Since 2021, conservative legislatures have introduced hundreds of bills limiting discussion on topics of racial and gender injustice in schools. Parents’ rights groups are at the forefront of this political effort. Professor LaToya Baldwin Clark has aptly characterized the movement against race-conscious demands for racial justice and the parents’ rights movement as “twin movements.”
Parental rights remain one of the most discussed topics in family law today. A number of scholars have embraced a strong parental rights framework, arguing that parents’ ability to make decisions for their children ultimately benefits the entire family. Professors Clare Huntington and Elizabeth Scott, reporters on the American Law Institute’s Restatement of the Law, have emphasized that “[p]arental rights are—and should remain—the backbone of family law.” Other scholars are more critical of this framework. Some argue that, while parental rights sometimes further children’s interests, they do so unreliably, or, as Professor Catherine Smith pointed out, some parents simply lack the “political power to act in their [children’s] best interests.” In this vein, Professors Anne Dailey and Laura Rosenbury proposed a paradigm shift away from parental control over their children and towards a framework that centers children’s interests.

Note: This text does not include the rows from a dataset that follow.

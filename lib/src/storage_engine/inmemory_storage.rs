// lib/src/storage_engine/inmemory_storage.rs

use std::collections::{BTreeMap, HashMap};
use std::sync::Arc;

use async_trait::async_trait;
use models::{generate_document_id, Collection, Document, Fields, HospitalError, HospitalResult};
use tokio::sync::RwLock;
use tracing::debug;

use super::indexes::IndexRegistry;
use super::query::Query;
use super::watch::{spawn_query_watch, ChangeFeed, QueryWatch};
use super::{merge_fields, DocumentStore, StorageEngineType};

type Tables = HashMap<Collection, BTreeMap<String, Fields>>;

#[derive(Debug, Clone)]
pub struct InMemoryStorage {
    tables: Arc<RwLock<Tables>>,
    indexes: Arc<IndexRegistry>,
    feed: ChangeFeed,
}

impl Default for InMemoryStorage {
    fn default() -> Self {
        InMemoryStorage::new(IndexRegistry::permissive())
    }
}

impl InMemoryStorage {
    pub fn new(indexes: IndexRegistry) -> Self {
        InMemoryStorage {
            tables: Arc::new(RwLock::new(HashMap::new())),
            indexes: Arc::new(indexes),
            feed: ChangeFeed::new(),
        }
    }

    fn run(tables: &Tables, query: &Query) -> Vec<Document> {
        let docs = tables
            .get(&query.collection)
            .into_iter()
            .flat_map(|table| table.iter())
            .map(|(id, data)| Document::new(id.clone(), data.clone()));
        query.apply(docs)
    }
}

#[async_trait]
impl DocumentStore for InMemoryStorage {
    fn engine_type(&self) -> StorageEngineType {
        StorageEngineType::InMemory
    }

    async fn add(&self, collection: Collection, data: Fields) -> HospitalResult<String> {
        let id = generate_document_id();
        self.set(collection, &id, data).await?;
        Ok(id)
    }

    async fn set(&self, collection: Collection, id: &str, data: Fields) -> HospitalResult<()> {
        {
            let mut tables = self.tables.write().await;
            tables.entry(collection).or_default().insert(id.to_string(), data);
        }
        debug!("Stored {}/{}", collection, id);
        self.feed.publish(collection);
        Ok(())
    }

    async fn update(&self, collection: Collection, id: &str, patch: Fields) -> HospitalResult<()> {
        {
            let mut tables = self.tables.write().await;
            let existing = tables
                .get_mut(&collection)
                .and_then(|table| table.get_mut(id))
                .ok_or_else(|| HospitalError::not_found(collection.as_str(), id))?;
            merge_fields(existing, patch);
        }
        self.feed.publish(collection);
        Ok(())
    }

    async fn delete(&self, collection: Collection, id: &str) -> HospitalResult<()> {
        let removed = {
            let mut tables = self.tables.write().await;
            tables.get_mut(&collection).and_then(|table| table.remove(id)).is_some()
        };
        if removed {
            self.feed.publish(collection);
        }
        Ok(())
    }

    async fn get(&self, collection: Collection, id: &str) -> HospitalResult<Option<Document>> {
        let tables = self.tables.read().await;
        Ok(tables
            .get(&collection)
            .and_then(|table| table.get(id))
            .map(|data| Document::new(id, data.clone())))
    }

    async fn query(&self, query: &Query) -> HospitalResult<Vec<Document>> {
        self.indexes.check(query)?;
        let tables = self.tables.read().await;
        Ok(Self::run(&tables, query))
    }

    async fn watch(&self, query: Query) -> HospitalResult<QueryWatch> {
        self.indexes.check(&query)?;
        let tables = self.tables.clone();
        let changes = self.feed.subscribe();
        Ok(spawn_query_watch(query, changes, move |q| {
            let tables = tables.clone();
            async move {
                let tables = tables.read().await;
                Ok(InMemoryStorage::run(&tables, &q))
            }
        }))
    }
}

Scholarship focusing on the relationship between parents and the state further complicates the debate between children’s interests and parental rights by emphasizing that a strong parental rights framework does not necessarily interfere with children’s rights, but instead limits the state’s power over families. As Professor Josh Gupta-Kagan put it in his commentary on the Restatement, “[W]hatever problems may result from the law granting parents control over children, any limitations necessarily impose some form of state power over families.” Although marginalized families routinely experience profound rights losses, today’s parental rights movement is almost synonymous with white parents. Some of the most common areas of normalized rights violations in the family regulation system are warrantless searches of homes and the unnecessary removal of children from their parents. Even where parental rights are not violated, parents face an uphill battle in a process with limited procedural protections and low evidentiary standards.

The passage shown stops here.